Второй поход на Смоленск
Вскоре по возвращении великий князь стал готовиться к следующему походу. Вести о заключенном союзе Литвы и Крыма вынудили русское командование выделить силы для борьбы с последним. К марту на Туле, «береженья для», была сосредоточена рать А. В. Ростовского в составе пяти полков (12 воевод), на рубежи Угры вышла рать М. И. Булгакова-Голицы[104] (6 воевод). Позже из её состава были выделены силы («ис тех воевод послал князь великий в Стародуб») в помощь к своим вассалам — Василию Шемячичу и Василию Стародубскому, которые отбивались от татар.
В русских источниках сведений о нападениях татар в это время нет. Тем не менее 29 июня 1513 г. Сигизмунд поделился новостью с Николаем Каменецким, воеводой краковским, полученной с письмом от воеводы киевского: «армия татар совершила опустошение на территорию врага Московита, около Брянска, Путивля и Стародуба».[105]
Получив сообщения о находящихся на южных рубежах русских войсках, крымский хан пошёл с ордой поживиться в Валахию.
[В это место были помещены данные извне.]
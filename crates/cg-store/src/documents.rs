//! Typed document access with per-path locking and bounded store calls.
//!
//! A logical read-modify-write of one document looks like:
//!
//! ```rust,ignore
//! let _guard = documents.lock(KEYS_PATH).await;
//! let mut keys: HashMap<String, String> = documents.load(KEYS_PATH).await?;
//! keys.insert(identity, key);
//! documents.save(KEYS_PATH, &keys).await?;
//! ```
//!
//! Locks are in-process and keyed by the normalized path, so two
//! operations on `/keys` serialize while `/keys` and `/ratelimits` proceed
//! independently. Operations that touch several documents must acquire their
//! locks in a fixed order.

use std::sync::Arc;
use std::time::Duration;

use dashmap::DashMap;
use serde::de::DeserializeOwned;
use serde::Serialize;
use serde_json::Value;
use tokio::sync::{Mutex, OwnedMutexGuard};
use tracing::warn;

use crate::{path, DocumentStore, Result, StoreError};

/// Registry of exclusive locks, one per document path
#[derive(Default)]
pub struct PathLocks {
    locks: DashMap<String, Arc<Mutex<()>>>,
}

impl PathLocks {
    pub fn new() -> Self {
        Self::default()
    }

    /// Wait for exclusive access to `path`
    pub async fn acquire(&self, path: &str) -> PathGuard {
        let path = path::normalize(path);
        let mutex = self.locks.entry(path.clone()).or_default().clone();
        let guard = mutex.lock_owned().await;
        PathGuard { path, _guard: guard }
    }

    /// Number of distinct paths ever locked
    pub fn len(&self) -> usize {
        self.locks.len()
    }

    pub fn is_empty(&self) -> bool {
        self.locks.is_empty()
    }
}

/// Held for the duration of a read-modify-write; released on drop
#[must_use = "the path is unlocked as soon as the guard is dropped"]
pub struct PathGuard {
    path: String,
    _guard: OwnedMutexGuard<()>,
}

impl PathGuard {
    pub fn path(&self) -> &str {
        &self.path
    }
}

/// Shared handle to the document store used by every admission component
#[derive(Clone)]
pub struct Documents {
    store: Arc<dyn DocumentStore>,
    locks: Arc<PathLocks>,
    timeout: Duration,
}

impl Documents {
    pub fn new(store: Arc<dyn DocumentStore>, timeout: Duration) -> Self {
        Self {
            store,
            locks: Arc::new(PathLocks::new()),
            timeout,
        }
    }

    pub fn store(&self) -> &Arc<dyn DocumentStore> {
        &self.store
    }

    pub fn timeout(&self) -> Duration {
        self.timeout
    }

    pub async fn lock(&self, path: &str) -> PathGuard {
        self.locks.acquire(path).await
    }

    /// Raw subtree, `None` when the path does not exist
    pub async fn get_raw(&self, path: &str) -> Result<Option<Value>> {
        match self.bounded(path, self.store.get(path)).await {
            Ok(Value::Null) => Ok(None),
            Ok(value) => Ok(Some(value)),
            Err(StoreError::NotFound(_)) => Ok(None),
            Err(e) => Err(e),
        }
    }

    /// Typed document, `None` when absent
    pub async fn load_optional<T: DeserializeOwned>(&self, path: &str) -> Result<Option<T>> {
        match self.get_raw(path).await? {
            Some(value) => Ok(Some(serde_json::from_value(value)?)),
            None => Ok(None),
        }
    }

    /// Typed document; an absent path bootstraps as `T::default()`
    pub async fn load<T: DeserializeOwned + Default>(&self, path: &str) -> Result<T> {
        Ok(self.load_optional(path).await?.unwrap_or_default())
    }

    /// Overwrite the whole document at `path`
    pub async fn save<T: Serialize + ?Sized>(&self, path: &str, value: &T) -> Result<()> {
        let value = serde_json::to_value(value)?;
        self.bounded(path, self.store.set(path, value)).await
    }

    pub async fn remove(&self, path: &str) -> Result<()> {
        self.bounded(path, self.store.delete(path)).await
    }

    async fn bounded<T>(
        &self,
        path: &str,
        call: impl std::future::Future<Output = Result<T>>,
    ) -> Result<T> {
        match tokio::time::timeout(self.timeout, call).await {
            Ok(result) => result,
            Err(_) => {
                warn!(
                    path = %path,
                    backend = self.store.name(),
                    timeout_ms = self.timeout.as_millis() as u64,
                    "Document store call timed out"
                );
                Err(StoreError::Timeout(self.timeout))
            }
        }
    }
}
impl CourseCodeAllocator {
    pub fn new(documents: Documents, artifacts: Arc<dyn ArtifactStore>) -> Self {
        Self {
            documents,
            artifacts,
            tokens: Arc::new(RandomCodeGenerator::new()),
            layout: CodeLayout::default(),
        }
    }

    pub fn with_layout(mut self, layout: CodeLayout) -> Self {
        self.layout = layout;
        self
    }

    pub fn with_token_source(mut self, tokens: Arc<dyn TokenSource>) -> Self {
        self.tokens = tokens;
        self
    }

    pub fn layout(&self) -> CodeLayout {
        self.layout
    }

    /// A code currently free in the index and the artifact namespace. The
    /// code is not reserved; publish through `CourseRegistry` to claim one.
    pub async fn allocate(&self) -> Result<String> {
        let _guard = self.documents.lock(COURSES_PATH).await;
        let index: CourseIndex = self.documents.load(COURSES_PATH).await?;
        self.allocate_against(&index).await
    }

    /// Caller holds the `/courses` lock
    async fn allocate_against(&self, index: &CourseIndex) -> Result<String> {
        for _ in 0..self.layout.retry_limit {
            let code = composite_code(
                self.tokens.as_ref(),
                self.layout.groups,
                self.layout.group_length,
            );
            if index.contains_key(&code) {
                debug!(code = %code, "Course code taken in index, retrying");
                continue;
            }
            if self
                .artifacts
                .exists(&code)
                .await
                .map_err(AdmissionError::Artifact)?
            {
                debug!(code = %code, "Course code taken by an artifact, retrying");
                continue;
            }
            return Ok(code);
        }

        error!(
            attempts = self.layout.retry_limit,
            indexed = index.len(),
            "Course code space exhausted"
        );
        Err(AdmissionError::CodeSpaceExhausted {
            attempts: self.layout.retry_limit,
        })
    }
}

#[derive(Clone)]
pub struct CourseRegistry {
    documents: Documents,
    artifacts: Arc<dyn ArtifactStore>,
    allocator: CourseCodeAllocator,
    audit: AuditLog,
    clock: Arc<dyn Clock>,
}
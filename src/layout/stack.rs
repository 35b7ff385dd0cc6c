// Copyright 2024 FastLabs Developers
//
// Licensed under the Apache License, Version 2.0 (the "License");
// you may not use this file except in compliance with the License.
// You may obtain a copy of the License at
//
//     http://www.apache.org/licenses/LICENSE-2.0
//
// Unless required by applicable law or agreed to in writing, software
// distributed under the License is distributed on an "AS IS" BASIS,
// WITHOUT WARRANTIES OR CONDITIONS OF ANY KIND, either express or implied.
// See the License for the specific language governing permissions and
// limitations under the License.

use std::borrow::Cow;
use std::fmt::Write as _;

use colored::Color;
use colored::ColoredString;
use colored::Colorize;
use jiff::Zoned;
use jiff::fmt::strtime;
use jiff::tz::TimeZone;
use log::Level;

use crate::Error;
use crate::ErrorKind;
use crate::layout::Layout;
use crate::layout::kv::KvDisplay;
use crate::layout::kv::find_error;

const DATE_FORMAT: &str = "%b %d %H:%M:%S";

/// A layout that formats log records as stack-annotated text.
///
/// Output format:
///
/// ```text
/// Aug 22 14:03:51  INFO [main] app::server:42 : listening
/// Aug 22 14:03:52  WARN [main] app::server:57 : slow shutdown
/// ```
///
/// The timestamp, thread and location segments are rendered in gray and the
/// level in its level-dependent hue; [`no_color`](StackLayout::no_color)
/// disables the coloring, and the stream appenders do so themselves when
/// their destination is not an interactive terminal.
///
/// A record carrying the conventional `err` key-value is treated as an
/// attached failure: the failure's rendering replaces the message.
#[derive(Debug, Clone)]
pub struct StackLayout {
    colors: LevelColor,
    gray: Color,
    datefmt: Cow<'static, str>,
    tz: Option<TimeZone>,
    no_color: bool,
}

impl Default for StackLayout {
    fn default() -> Self {
        Self {
            colors: LevelColor::default(),
            gray: Color::TrueColor {
                r: 108,
                g: 108,
                b: 108,
            },
            datefmt: Cow::Borrowed(DATE_FORMAT),
            tz: None,
            no_color: false,
        }
    }
}

/// Customize the color of each log level.
///
/// The defaults follow the original 256-color palette of the format.
#[derive(Debug, Clone)]
pub struct LevelColor {
    pub error: Color,
    pub warn: Color,
    pub info: Color,
    pub debug: Color,
    pub trace: Color,
}

impl Default for LevelColor {
    fn default() -> Self {
        Self {
            error: Color::TrueColor {
                r: 255,
                g: 95,
                b: 135,
            },
            warn: Color::TrueColor {
                r: 255,
                g: 175,
                b: 95,
            },
            info: Color::TrueColor {
                r: 0,
                g: 215,
                b: 95,
            },
            debug: Color::TrueColor {
                r: 0,
                g: 255,
                b: 255,
            },
            trace: Color::TrueColor {
                r: 175,
                g: 0,
                b: 215,
            },
        }
    }
}

impl StackLayout {
    /// Creates a new `StackLayout` with the default palette and date format.
    #[must_use]
    pub fn new() -> Self {
        Self::default()
    }

    /// Disables ANSI coloring.
    #[must_use]
    pub fn no_color(mut self) -> Self {
        self.no_color = true;
        self
    }

    /// Sets the per-level colors.
    #[must_use]
    pub fn colors(mut self, colors: LevelColor) -> Self {
        self.colors = colors;
        self
    }

    /// Sets the color of the timestamp, thread and location segments.
    #[must_use]
    pub fn gray(mut self, gray: Color) -> Self {
        self.gray = gray;
        self
    }

    /// Sets the strftime-style date format; defaults to `"%b %d %H:%M:%S"`.
    #[must_use]
    pub fn datefmt(mut self, datefmt: impl Into<Cow<'static, str>>) -> Self {
        self.datefmt = datefmt.into();
        self
    }

    /// Sets the timezone of the timestamp; defaults to the system timezone.
    #[must_use]
    pub fn timezone(mut self, tz: TimeZone) -> Self {
        self.tz = Some(tz);
        self
    }

    pub(crate) fn format(&self, record: &log::Record) -> Result<String, Error> {
        let zoned = match self.tz.clone() {
            Some(tz) => Zoned::now().with_time_zone(tz),
            None => Zoned::now(),
        };
        let time = strtime::format(self.datefmt.as_bytes(), &zoned).map_err(|err| {
            Error::new(ErrorKind::Io, "failed to format timestamp").with_source(err)
        })?;

        let thread = std::thread::current();
        let thread = thread.name().unwrap_or("unnamed");
        let module = record.module_path().unwrap_or_else(|| record.target());
        let line = record.line().unwrap_or_default();
        let message = match find_error(record.key_values()) {
            Some(failure) => failure,
            None => record.args().to_string(),
        };
        let kvs = KvDisplay::new(record.key_values());

        let mut out = String::new();
        if self.no_color {
            write!(
                out,
                "{time} {level:>5} [{thread}] {module}:{line} : {message}{kvs}",
                level = record.level(),
            )
        } else {
            let color = match record.level() {
                Level::Error => self.colors.error,
                Level::Warn => self.colors.warn,
                Level::Info => self.colors.info,
                Level::Debug => self.colors.debug,
                Level::Trace => self.colors.trace,
            };
            let time = time.as_str().color(self.gray);
            let level = ColoredString::from(format!("{:>5}", record.level())).color(color);
            let location =
                ColoredString::from(format!("[{thread}] {module}:{line} : ")).color(self.gray);
            write!(out, "{time} {level} {location}{message}{kvs}")
        }
        .map_err(Error::from_fmt)?;
        Ok(out)
    }
}

impl From<StackLayout> for Layout {
    fn from(layout: StackLayout) -> Self {
        Layout::Stack(layout)
    }
}

#[cfg(test)]
mod tests {
    use super::*;

    #[test]
    fn test_plain_line_segments() {
        let line = StackLayout::default()
            .no_color()
            .format(
                &log::Record::builder()
                    .args(format_args!("service started"))
                    .level(Level::Info)
                    .target("app")
                    .module_path_static(Some("app::server"))
                    .line(Some(42))
                    .build(),
            )
            .unwrap();

        assert!(line.contains(" INFO "), "level not padded in {line:?}");
        assert!(line.ends_with("app::server:42 : service started"));
        assert!(!line.contains('\x1b'));
    }

    #[test]
    fn test_target_fallback_without_module_path() {
        let line = StackLayout::default()
            .no_color()
            .format(
                &log::Record::builder()
                    .args(format_args!("hello"))
                    .level(Level::Debug)
                    .target("bare_target")
                    .build(),
            )
            .unwrap();

        assert!(line.contains("bare_target:0 : hello"));
    }

    #[test]
    fn test_datefmt_is_honored() {
        let line = StackLayout::default()
            .no_color()
            .datefmt("%Y")
            .format(
                &log::Record::builder()
                    .args(format_args!("tick"))
                    .level(Level::Trace)
                    .target("app")
                    .build(),
            )
            .unwrap();

        let year = Zoned::now().year().to_string();
        assert!(line.starts_with(&year), "line {line:?} should begin {year}");
    }

    #[test]
    fn test_invalid_datefmt_fails() {
        let result = StackLayout::default().no_color().datefmt("%").format(
            &log::Record::builder()
                .args(format_args!("tick"))
                .level(Level::Trace)
                .target("app")
                .build(),
        );
        assert!(result.is_err());
    }

    #[test]
    fn test_key_values_append_to_line() {
        let kvs = [("flow", "ingest"), ("shard", "7")];
        let line = StackLayout::default()
            .no_color()
            .format(
                &log::Record::builder()
                    .args(format_args!("accepted"))
                    .level(Level::Info)
                    .target("app")
                    .key_values(&kvs)
                    .build(),
            )
            .unwrap();

        assert!(line.contains("accepted flow=ingest shard=7"));
    }

    #[test]
    fn test_attached_failure_replaces_message() {
        let kvs = [("err", "unsupported operation: file not open in writing mode")];
        let line = StackLayout::default()
            .no_color()
            .format(
                &log::Record::builder()
                    .args(format_args!("doomed"))
                    .level(Level::Error)
                    .target("app")
                    .key_values(&kvs)
                    .build(),
            )
            .unwrap();

        assert!(line.contains("unsupported operation: file not open in writing mode"));
        assert!(!line.contains("doomed"));
        assert!(!line.contains("err="));
    }
}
Татарская угроза миновала.
Великий государь с главными силами выступил 14 июня в Боровск («пошол с Москвы в Боровеск своево для дела смоленского»), С конца XV столетия этот город являлся местом сосредоточения армий во время походов.[106] От Боровска шли пути как на Литву, так и на Крым.
В сторону Смоленска «наперед себя послал воевод своих, боярина и воеводу своего князя Ивана Михайловича Оболенского Репню, да окольничего своего Андрея Васильевича Сабурова, да иных своих многих воевод со многими людми».[107] Согласно Разрядной книге, 17 июля эта передовая рать из одиннадцати отрядов поместной конницы (11 воевод) и одного отряда служилых татар выдвинулась к литовской границе[108] (табл. 1).
Таблица 1. Командный состав передовой рати И. М. Репин Оболенского | Полк | Воевода |
| Большой полк | боярин князь Иван Михайлович Репня Оболенский |
| Передовой полк | Андрей Васильевич Сабуров |
| Юрий Иванов сын Замятнин; «да с ними с служилыми тотары Гридя Офонасьев сын Дровнин» |
| Правая рука | боярин князь Иван Андреевич Микулинской Лугвица |
| князь Андрей Семенович Мезецкой |
| «да князь Юрьев воевода Ивановича с людьми князь Давыд Данилович Хромой» |
| Левая рука | Михаил Андреевич Плещеев |
| князь Василей Васильевич Чулок Ушатый |
| Сторожевой полк | Петр Семенов сын Романовича Ярославский |
| Федор Микитич Бутурлин |
Рать Репни Оболенского подошла к Смоленску «и оступиша град». Вперед обычно отправляли еще и артиллерию, так что вполне возможно, что в этой группировке еще была и артиллерия. Затем 11 августа выступили главные силы, которые соединились с передовой ратью. В итоге командный состав стал выглядеть следующим образом (табл. 2).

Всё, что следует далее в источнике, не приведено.